Background and Analysis
Background. On October 5, Suncor made an unsolicited takeover bid for COS that was structured as a permitted bid under COS's first poison pill which had been approved by COS’s shareholders. The bid was open for acceptance for at least 60 days (until December 4, 2015) and was subject to a minimum tender condition of over 50% of outstanding shares held by the target's independent shareholders.
On October 7, COS adopted a second poison pill which had not been approved by COS’s shareholders and contained a 120-day permitted bid period. Suncor commenced regulatory proceedings to have the second pill terminated before the expiry of its bid.

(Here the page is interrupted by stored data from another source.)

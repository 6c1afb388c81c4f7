//! Mode controller: routes input, timer, and query events to the active mode.
//!
//! Every entry point mutates [`AppState`] synchronously and returns an
//! [`Effect`] for the shell to carry out. The controller never performs
//! terminal I/O and never spawns work itself.

use crate::config::KeyBindings;
use crate::model::KeyAction;
use crate::source::{QueryCompletion, QueryRequest};
use crate::state::mode::{Mode, SelectorState, SelectorTable};
use crate::state::{editor_handler, menu_handler, mouse_handler, table_handler, AppState};
use crossterm::event::{KeyCode, KeyEvent, KeyEventKind, KeyModifiers, MouseEvent};
use tracing::{info, warn};

/// Work the shell must do after an event.
#[derive(Debug, Clone, PartialEq, Eq)]
pub enum Effect {
    /// Nothing beyond redrawing.
    None,
    /// Exit the application.
    Quit,
    /// Start the flare query; its completion comes back through
    /// [`handle_query_completion`].
    RunQuery(QueryRequest),
}

/// Handle a key press.
///
/// Ctrl+C always quits. Text fields see raw characters before bindings are
/// consulted, so typing `j` into a search does not move the cursor.
pub fn handle_key(state: &mut AppState, key: KeyEvent, bindings: &KeyBindings) -> Effect {
    if key.kind == KeyEventKind::Release {
        return Effect::None;
    }
    if key.code == KeyCode::Char('c') && key.modifiers.contains(KeyModifiers::CONTROL) {
        info!("Quit requested");
        return Effect::Quit;
    }
    if intercept_text(state, key) {
        return Effect::None;
    }
    match bindings.get(key) {
        Some(KeyAction::Quit) => {
            info!("Quit requested");
            Effect::Quit
        }
        Some(action) => dispatch_action(state, action),
        None => Effect::None,
    }
}

/// Feed a character to the active text field, if any. Returns whether it
/// was consumed.
fn intercept_text(state: &mut AppState, key: KeyEvent) -> bool {
    let KeyCode::Char(c) = key.code else {
        return false;
    };
    if key
        .modifiers
        .intersects(KeyModifiers::CONTROL | KeyModifiers::ALT)
    {
        return false;
    }
    match &mut state.mode {
        Mode::DateRangeEditor(editor) => editor_handler::handle_date_char(editor, c),
        Mode::CacheDeleteEditor(delete) => table_handler::handle_search_char(delete, c),
        _ => false,
    }
}

/// Apply a bound action to the active mode.
pub fn dispatch_action(state: &mut AppState, action: KeyAction) -> Effect {
    match &state.mode {
        Mode::MainMenu(_) => menu_handler::handle_menu_action(state, action),
        Mode::WavelengthEditor(_) => editor_handler::handle_wavelength_action(state, action),
        Mode::DateRangeEditor(_) => editor_handler::handle_date_action(state, action),
        Mode::FlareFilterEditor(_) => editor_handler::handle_filter_action(state, action),
        Mode::FlareSelector(_) => table_handler::handle_selector_action(state, action),
        Mode::CacheViewer(_) => table_handler::handle_viewer_action(state, action),
        Mode::CacheDeleteEditor(_) => table_handler::handle_delete_action(state, action),
    }
}

/// Handle a pointer event against the layout currently on screen.
pub fn handle_mouse(state: &mut AppState, mouse: MouseEvent) -> Effect {
    mouse_handler::handle_mouse(state, mouse)
}

/// Advance the animation timer.
pub fn handle_tick(state: &mut AppState) {
    state.tick();
}

/// Record a terminal resize.
pub fn handle_resize(state: &mut AppState, width: u16, height: u16) {
    state.resize(width, height);
}

/// Apply the result of a query run.
///
/// A completion is applied only while the selector is still loading the
/// same request; anything else is stale and dropped.
pub fn handle_query_completion(state: &mut AppState, completion: QueryCompletion) {
    let expected = match &state.mode {
        Mode::FlareSelector(SelectorState::Loading { request_id, .. }) => Some(*request_id),
        _ => None,
    };
    if expected != Some(completion.id) {
        warn!(
            id = completion.id,
            expected = ?expected,
            mode = state.mode.name(),
            "Discarding stale query completion"
        );
        return;
    }

    match completion.result {
        Ok(output) if output.records.is_empty() => {
            info!(id = completion.id, "Query returned no flares");
            state.set_notice("No flares found.");
            state.return_to_menu();
        }
        Ok(output) => {
            info!(id = completion.id, rows = output.records.len(), "Query results ready");
            let table = SelectorTable::new(output.header, output.records);
            state.enter(Mode::FlareSelector(SelectorState::Ready(table)));
        }
        Err(e) => state.fail("Query failed", e),
    }
}

#[cfg(test)]
#[path = "controller_tests.rs"]
mod tests;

Analysis. COS’s 120-day permitted bid provision in its second pill was consistent with forthcoming changes to the takeover bid regime in Canada.1 One of the primary reasons for the proposed 120-day minimum bid period was to address the concern of some market participants that target boards in Canada do not have sufficient time to respond to hostile bids. However, the ASC chose not to provide COS with the benefit of the proposed 120-day minimum bid period, or to allow Suncor to take up tendered shares on the expiry of its 60-day bid. Instead, the regulator sought a middle ground by providing COS with 90 days to consider and respond to Suncor’s offer―this timeframe is longer than the typical period of 45 to 60 days in which regulators have previously cease traded poison pills, but falls short of the full 120-day period that COS was seeking.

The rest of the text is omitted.